= Exercise requirements =
When a line in the listing below contains the word "Failed", return a copy of that line.

▬▬▬

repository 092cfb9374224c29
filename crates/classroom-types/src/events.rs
use serde::{Deserialize, Serialize};

use crate::models::{Announcement, AttendanceEvent, SharedFile};

/// Events pushed to every `/events` subscriber after a committed mutation.
///
/// Serializes as `{"type": "...", "payload": {...}}`.
#[derive(Debug, Clone, PartialEq, Eq, Serialize, Deserialize)]
#[serde(tag = "type", content = "payload", rename_all = "snake_case")]
pub enum HubEvent {
    /// A teacher checked in or out
    Attendance(AttendanceEvent),

    /// A file reference was posted to a class
    FileUploaded(SharedFile),

    /// An administrator posted an announcement
    Announcement(Announcement),
}

impl HubEvent {
    pub fn kind(&self) -> &'static str {
        match self {
            Self::Attendance(_) => "attendance",
            Self::FileUploaded(_) => "file_uploaded",
            Self::Announcement(_) => "announcement",
        }
    }
}
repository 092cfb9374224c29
use std::sync::Arc;
use std::time::Duration;

use tracing::debug;

use classroom_hub::Hub;
use classroom_store::Store;
use classroom_types::events::HubEvent;

pub type AppState = Arc<AppStateInner>;

pub struct AppStateInner {
    pub store: Store,
    pub hub: Hub,
    /// Interval between heartbeat comments on `/events`. `None` sends none.
    pub keep_alive: Option<Duration>,
}

impl AppStateInner {
    pub fn new(store: Store, hub: Hub) -> Self {
        Self {
            store,
            hub,
            keep_alive: None,
        }
    }

    pub fn with_keep_alive(mut self, keep_alive: Option<Duration>) -> Self {
        self.keep_alive = keep_alive;
        self
    }

    /// Fan a committed mutation out to subscribers. Call only after the store lock is released.
    pub fn publish(&self, event: &HubEvent) {
        let delivery = self.hub.broadcast(event);
        debug!(
            "Broadcast {} to {} subscriber(s), {} dropped",
            event.kind(),
            delivery.delivered,
            delivery.dropped
        );
    }
}
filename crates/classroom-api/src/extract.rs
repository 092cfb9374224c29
use axum::body::Bytes;
use axum::extract::{FromRequest, Request};
use serde::de::DeserializeOwned;

use crate::error::ApiError;

/// JSON body extractor that reports every decoding failure as a 400.
///
/// Unlike `axum::Json` it doesn't insist on a `Content-Type` header; browsers
/// posting from plain `fetch` calls often leave it off.
pub struct Payload<T>(pub T);

impl<S, T> FromRequest<S> for Payload<T>
where
    T: DeserializeOwned,
    S: Send + Sync,
{
    type Rejection = ApiError;

    async fn from_request(req: Request, state: &S) -> Result<Self, Self::Rejection> {
        let body = Bytes::from_request(req, state)
            .await
            .map_err(|e| ApiError::BadRequest(e.body_text()))?;

        serde_json::from_slice(&body)
            .map(Payload)
            .map_err(|e| ApiError::BadRequest(e.to_string()))
    }
}
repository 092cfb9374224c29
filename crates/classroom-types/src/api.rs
use serde::{Deserialize, Serialize};

use crate::models::AttendanceKind;

// -- Auth --

/// Missing or malformed fields are tolerated; the login stub falls back to a student.
#[derive(Debug, Default, Deserialize)]
pub struct LoginRequest {
    #[serde(default)]
    pub email: String,
}

// -- Attendance --

#[derive(Debug, Deserialize)]
#[serde(rename_all = "camelCase")]
pub struct CheckRequest {
    #[serde(default)]
    pub teacher_id: String,
    #[serde(rename = "type")]
    pub kind: AttendanceKind,
}

#[derive(Debug, Default, Deserialize)]
#[serde(rename_all = "camelCase")]
pub struct ReportQuery {
    pub teacher_id: Option<String>,
}

#[derive(Debug, Clone, PartialEq, Eq, Serialize, Deserialize)]
#[serde(rename_all = "camelCase")]
pub struct AttendanceReport {
    pub teacher_id: String,
    pub expected_hours: u32,
    pub worked_hours: u32,
    pub missing_hours: u32,
    pub events_recorded: usize,
}

// -- Files --

#[derive(Debug, Deserialize)]
#[serde(rename_all = "camelCase")]
pub struct UploadFileRequest {
    #[serde(default)]
    pub teacher_id: String,
    #[serde(default)]
    pub name: String,
    #[serde(default)]
    pub url: String,
}

// -- Announcements --

#[derive(Debug, Deserialize)]
pub struct AnnouncementRequest {
    #[serde(default)]
    pub message: String,
}

// -- Health --

#[derive(Debug, Serialize, Deserialize)]
pub struct HealthResponse {
    pub status: String,
}

impl HealthResponse {
    pub fn ok() -> Self {
        Self {
            status: "ok".into(),
        }
    }
}
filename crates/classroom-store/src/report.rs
use classroom_types::api::AttendanceReport;
use classroom_types::models::{AttendanceEvent, AttendanceKind};

/// Teacher the report covers when the caller doesn't name one.
pub const DEFAULT_REPORT_TEACHER: &str = "teacher-1";

/// Derive the attendance report for `teacher_id`.
///
/// Worked hours count one start/end pair as two hours:
/// `((starts + ends) / 2) * 2` with integer division, so the result is always
/// even. `events_recorded` covers every teacher.
pub fn summarize(events: &[AttendanceEvent], teacher_id: &str, expected_hours: u32) -> AttendanceReport {
    let (starts, ends) = events
        .iter()
        .filter(|e| e.teacher_id == teacher_id)
        .fold((0u32, 0u32), |(starts, ends), e| match e.kind {
            AttendanceKind::Start => (starts + 1, ends),
            AttendanceKind::End => (starts, ends + 1),
        });

    let worked_hours = (starts + ends) / 2 * 2;

    AttendanceReport {
        teacher_id: teacher_id.to_string(),
        expected_hours,
        worked_hours,
        missing_hours: expected_hours.saturating_sub(worked_hours),
        events_recorded: events.len(),
    }
}
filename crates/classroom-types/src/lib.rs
pub mod api;
pub mod events;
pub mod models;
use super::*;
use serial_test::serial;

#[test]
#[serial]
fn test_shutdown_flag_transitions() {
    reset_for_tests();

    // Initially not shutting down
    assert!(!is_shutting_down());

    // After signal, should be shutting down
    signal_shutdown();
    assert!(is_shutting_down());

    // Should remain true
    assert!(is_shutting_down());

    reset_for_tests();
}

#[test]
#[serial]
fn test_reset_clears_flag() {
    signal_shutdown();
    reset_for_tests();
    assert!(!is_shutting_down());
}
// Live text expander: watches typing system-wide and replaces triggers with
// their configured expansions.

// Enable coverage attribute on nightly for explicit exclusions
#![cfg_attr(coverage_nightly, feature(coverage_attribute))]

pub mod capture;
pub mod clipboard;
pub mod config;
pub mod expander;
pub mod guard;
pub mod keyboard;
pub mod logging;
pub mod shutdown;
pub mod usage;

use std::sync::Arc;
use std::thread;
use std::time::Duration;

use capture::{CaptureError, KeyListener};
use config::{ConfigError, ConfigStore, ConfigWatcher, FileRuleSource, RuleSnapshot, SnapshotCell};
use expander::{ExpansionController, ExpansionThreadHandle};
use guard::RateLimiter;
use keyboard::{KeyboardSimulator, SinkError};
use usage::UsageLog;

// Re-export log macros for use throughout the crate
pub use log::{debug, error, info, trace, warn};

/// How often the main thread checks for a shutdown request
const SHUTDOWN_POLL_INTERVAL: Duration = Duration::from_millis(100);

/// File name of the expansion usage log inside the log directory
const USAGE_LOG_FILE: &str = "expansions.log";

/// Errors that stop the application from starting
#[derive(Debug, thiserror::Error)]
pub enum AppError {
    #[error(transparent)]
    Config(#[from] ConfigError),
    #[error(transparent)]
    Sink(#[from] SinkError),
    #[error(transparent)]
    Capture(#[from] CaptureError),
    #[error("Failed to initialize logging: {0}")]
    Logging(String),
    #[error("Failed to open usage log: {0}")]
    UsageLog(#[from] std::io::Error),
    #[error("Failed to install Ctrl+C handler: {0}")]
    Signal(String),
}

/// Application entry point - runs the engine until Ctrl+C.
/// Note: This function cannot be unit tested as it hooks the real keyboard.
#[cfg_attr(coverage_nightly, coverage(off))]
pub fn run() -> Result<(), AppError> {
    let app_dir = config::app_dir()?;
    let log_dir = app_dir.join("logs");
    logging::init_logging(&log_dir)?;
    info!("Setting up text-expander...");

    let mut store = ConfigStore::with_default_path()?;
    let initial = store.load_or_default()?.clone();
    let config_path = store.config_path().to_path_buf();
    let snapshot = Arc::new(SnapshotCell::new(RuleSnapshot::from(&initial)));

    let sink = KeyboardSimulator::new()?;
    let usage = Arc::new(UsageLog::open(log_dir.join(USAGE_LOG_FILE))?);

    let controller = Arc::new(
        ExpansionController::new(snapshot, Box::new(sink))
            .with_guard(Arc::new(RateLimiter::default()))
            .with_logger(usage.clone()),
    );
    controller.start();

    let worker = ExpansionThreadHandle::spawn(controller.clone());

    // Hot reload; the engine keeps running on the startup rules if this fails
    let reload_controller = controller.clone();
    let source = FileRuleSource::new(config_path.clone());
    let _watcher = match ConfigWatcher::start(&config_path, move || {
        if let Ok(count) = reload_controller.reload(&source) {
            info!("Reloaded {} expansions", count);
        }
    }) {
        Ok(watcher) => Some(watcher),
        Err(e) => {
            warn!("Config hot reload disabled: {}", e);
            None
        }
    };

    let listener = KeyListener::new();
    let hook_controller = controller.clone();
    let sender = worker.key_sender();
    listener.start(move |key| {
        // Synthetic keystrokes from an expansion in flight are dropped here
        if hook_controller.accepts_input() && !sender.submit(key) {
            warn!("Expansion worker is gone, dropping key event");
        }
    })?;

    ctrlc::set_handler(shutdown::signal_shutdown).map_err(|e| AppError::Signal(e.to_string()))?;
    info!(
        "text-expander running with {} expansions from {:?}",
        controller.status().rule_count,
        config_path
    );

    while !shutdown::is_shutting_down() {
        thread::sleep(SHUTDOWN_POLL_INTERVAL);
    }

    listener.stop();
    controller.stop();
    worker.shutdown();

    let stats = usage.statistics();
    info!(
        "Shut down after {} expansions ({} today)",
        stats.total_expansions, stats.today_expansions
    );
    Ok(())
}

▬▬▬

= Output =
    #[error("Failed to initialize logging: {0}")]
    #[error("Failed to open usage log: {0}")]
    #[error("Failed to install Ctrl+C handler: {0}")]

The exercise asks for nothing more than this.